Work order — Of the lines below, copy those that hold the word "mock".

*** Opening Dataset entries ***

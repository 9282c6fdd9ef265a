//! Open WebUI MCP Server Library
//!
//! An MCP server that lets an AI assistant administer an Open WebUI instance
//! through its REST API: users, groups, models, knowledge bases, chats,
//! tools, functions and configuration.
//!
//! # Architecture
//!
//! - **core**: configuration, error handling, the MCP server handler and transports
//! - **domains**: business logic organized by bounded contexts
//!   - **openwebui**: typed client for the Open WebUI REST API
//!   - **tools**: MCP tools wrapping each client operation
//!
//! # Example
//!
//! ```rust,no_run
//! use openwebui_mcp_server::{core::Config, core::McpServer};
//!
//! #[tokio::main]
//! async fn main() -> anyhow::Result<()> {
//!     let config = Config::from_env()?;
//!     let server = McpServer::new(config)?;
//!     // Start the server...
//!     Ok(())
//! }
//! ```

pub mod core;
pub mod domains;

// Re-export commonly used types for convenience
pub use core::{Config, Error, McpServer, Result};
//! Open WebUI MCP Server entry point.
//!
//! Initializes logging, loads configuration, and starts the server with the
//! configured transport.

use anyhow::{Context, Result};
use tracing::{Level, info};
use tracing_subscriber::{EnvFilter, fmt};

use openwebui_mcp_server::core::config::LoggingConfig;
use openwebui_mcp_server::core::{Config, McpServer, TransportService};

#[tokio::main]
async fn main() -> Result<()> {
    // Logging first so configuration warnings are visible
    init_logging(&LoggingConfig::from_env().level);

    let config = Config::from_env().context("Failed to load configuration")?;

    info!("Starting {} v{}", config.server.name, config.server.version);

    let transport = TransportService::new(config.transport.clone());
    let server = McpServer::new(config).context("Failed to initialize the MCP server")?;

    info!("Server initialized");

    transport.run(server).await?;

    info!("Server shutting down");

    Ok(())
}

/// Initialize the logging subsystem.
///
/// Logs go to stderr; stdout belongs to the STDIO transport. `RUST_LOG`
/// directives refine the configured level.
fn init_logging(level: &str) {
    let level = match level.to_lowercase().as_str() {
        "trace" => Level::TRACE,
        "debug" => Level::DEBUG,
        "info" => Level::INFO,
        "warn" => Level::WARN,
        "error" => Level::ERROR,
        _ => Level::INFO,
    };

    let filter = EnvFilter::from_default_env().add_directive(level.into());

    fmt()
        .with_env_filter(filter)
        .with_target(true)
        .with_thread_ids(false)
        .with_file(false)
        .with_line_number(false)
        .with_writer(std::io::stderr)
        .init();
}
/// Every tool, with the request it must produce and the payload it must return.
fn cases() -> Vec<Case> {
    vec![
        same("get_current_user", json!({}), "GET", "/api/v1/auths/", user()),
        same(
            "list_users",
            json!({}),
            "GET",
            "/api/v1/users/",
            json!({"users": [user()], "total": 1}),
        ),
        same("get_user", json!({"user_id": "u1"}), "GET", "/api/v1/users/u1", user()),
        same(
            "update_user_role",
            json!({"user_id": "u1", "role": "user"}),
            "POST",
            "/api/v1/users/u1/update/role",
            user(),
        ),
        case(
            "delete_user",
            json!({"user_id": "u1"}),
            "DELETE",
            "/api/v1/users/u1",
            json!(true),
            deleted("u1"),
        ),
        same("list_groups", json!({}), "GET", "/api/v1/groups/", json!([group()])),
        same(
            "create_group",
            json!({"name": "Engineering"}),
            "POST",
            "/api/v1/groups/create",
            group(),
        ),
        same("get_group", json!({"group_id": "g1"}), "GET", "/api/v1/groups/id/g1", group()),
        same(
            "update_group",
            json!({"group_id": "g1", "name": "Eng"}),
            "POST",
            "/api/v1/groups/id/g1/update",
            group(),
        ),
        same(
            "add_user_to_group",
            json!({"group_id": "g1", "user_id": "u1"}),
            "POST",
            "/api/v1/groups/id/g1/users/add",
            group(),
        ),
        same(
            "remove_user_from_group",
            json!({"group_id": "g1", "user_id": "u1"}),
            "POST",
            "/api/v1/groups/id/g1/users/remove",
            group(),
        ),
        case(
            "delete_group",
            json!({"group_id": "g1"}),
            "DELETE",
            "/api/v1/groups/id/g1",
            json!(true),
            deleted("g1"),
        ),
        case(
            "list_models",
            json!({}),
            "GET",
            "/api/v1/models/",
            json!({"data": [model()]}),
            json!([model()]),
        ),
        same(
            "get_model",
            json!({"model_id": "llama3:8b"}),
            "GET",
            "/api/v1/models/llama3:8b",
            model(),
        ),
        same(
            "create_model",
            json!({"id": "helper", "name": "Helper", "base_model_id": "llama3:8b"}),
            "POST",
            "/api/v1/models/create",
            model(),
        ),
        same(
            "update_model",
            json!({"model_id": "helper", "temperature": 0.2}),
            "POST",
            "/api/v1/models/helper/update",
            model(),
        ),
        case(
            "delete_model",
            json!({"model_id": "helper"}),
            "DELETE",
            "/api/v1/models/helper",
            json!(true),
            deleted("helper"),
        ),
        case(
            "list_knowledge_bases",
            json!({}),
            "GET",
            "/api/v1/knowledge/",
            json!({"items": [knowledge_base()], "total": 1}),
            json!([knowledge_base()]),
        ),
        same(
            "get_knowledge_base",
            json!({"knowledge_id": "k1"}),
            "GET",
            "/api/v1/knowledge/k1",
            knowledge_base(),
        ),
        same(
            "create_knowledge_base",
            json!({"name": "Docs"}),
            "POST",
            "/api/v1/knowledge/create",
            knowledge_base(),
        ),
        case(
            "delete_knowledge_base",
            json!({"knowledge_id": "k1"}),
            "DELETE",
            "/api/v1/knowledge/k1",
            json!(true),
            deleted("k1"),
        ),
        same(
            "list_chats",
            json!({}),
            "GET",
            "/api/v1/chats/",
            json!([{"id": "c1", "title": "Hello"}]),
        ),
        case(
            "get_chat",
            json!({"chat_id": "c1"}),
            "GET",
            "/api/v1/chats/c1",
            chat(),
            json!({
                "id": "c1",
                "title": "Hello",
                "chat": {"messages": [{"role": "user", "content": "hi"}]},
                "archived": false,
                "pinned": false
            }),
        ),
        case(
            "delete_chat",
            json!({"chat_id": "c1"}),
            "DELETE",
            "/api/v1/chats/c1",
            json!(true),
            deleted("c1"),
        ),
        case(
            "delete_all_chats",
            json!({}),
            "DELETE",
            "/api/v1/chats/",
            json!(true),
            json!({"deleted": true}),
        ),
        same("list_tools", json!({}), "GET", "/api/v1/tools/", json!([tool()])),
        same(
            "get_tool",
            json!({"tool_id": "weather"}),
            "GET",
            "/api/v1/tools/id/weather",
            tool(),
        ),
        case(
            "list_functions",
            json!({}),
            "GET",
            "/api/v1/functions/",
            json!([function()]),
            json!([function_record()]),
        ),
        case(
            "get_function",
            json!({"function_id": "filter"}),
            "GET",
            "/api/v1/functions/id/filter",
            function(),
            function_record(),
        ),
        same(
            "get_system_config",
            json!({}),
            "GET",
            "/api/v1/configs/",
            json!({"ui": {"enable_signup": false}}),
        ),
    ]
}

/// `function()` as returned to the caller, with defaults filled in.
fn function_record() -> Value {
    json!({
        "id": "filter",
        "name": "Filter",
        "type": "filter",
        "is_active": true,
        "is_global": false,
        "meta": {}
    })
}

#[tokio::test]
async fn test_cases_cover_every_tool() {
    let mock = MockOpenWebUi::spawn().await;
    let registry = mock.registry();
    let mut names = registry.tool_names();
    names.sort();
    let mut covered: Vec<&str> = cases().iter().map(|c| c.name).collect();
    covered.sort();
    assert_eq!(names, covered);
}

#[tokio::test]
async fn test_every_tool_hits_its_endpoint_and_returns_the_record() {
    let mock = MockOpenWebUi::spawn().await;
    let registry = mock.registry();

    for case in cases() {
        mock.reply_json(200, case.reply);
        let envelope = call(&registry, case.name, case.args).await;
        assert!(envelope.success, "{} failed: {:?}", case.name, envelope.error);
        assert!(envelope.error.is_none());
        assert_eq!(envelope.data, Some(case.expected), "{}", case.name);

        let request = mock.last_request();
        assert_eq!(request.method, case.method, "{}", case.name);
        assert_eq!(request.path, case.path, "{}", case.name);
        assert_eq!(
            request.authorization.as_deref(),
            Some(format!("Bearer {}", DEFAULT_KEY).as_str())
        );
        if case.method == "POST" {
            assert!(request.body.is_some(), "{} sent no body", case.name);
        }
    }
    assert_eq!(mock.request_count(), cases().len());
}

*** Closing Dataset entries ***

Answer to the exercise —
    let mock = MockOpenWebUi::spawn().await;
    let registry = mock.registry();
    let mock = MockOpenWebUi::spawn().await;
    let registry = mock.registry();
        mock.reply_json(200, case.reply);
        let request = mock.last_request();
    assert_eq!(mock.request_count(), cases().len());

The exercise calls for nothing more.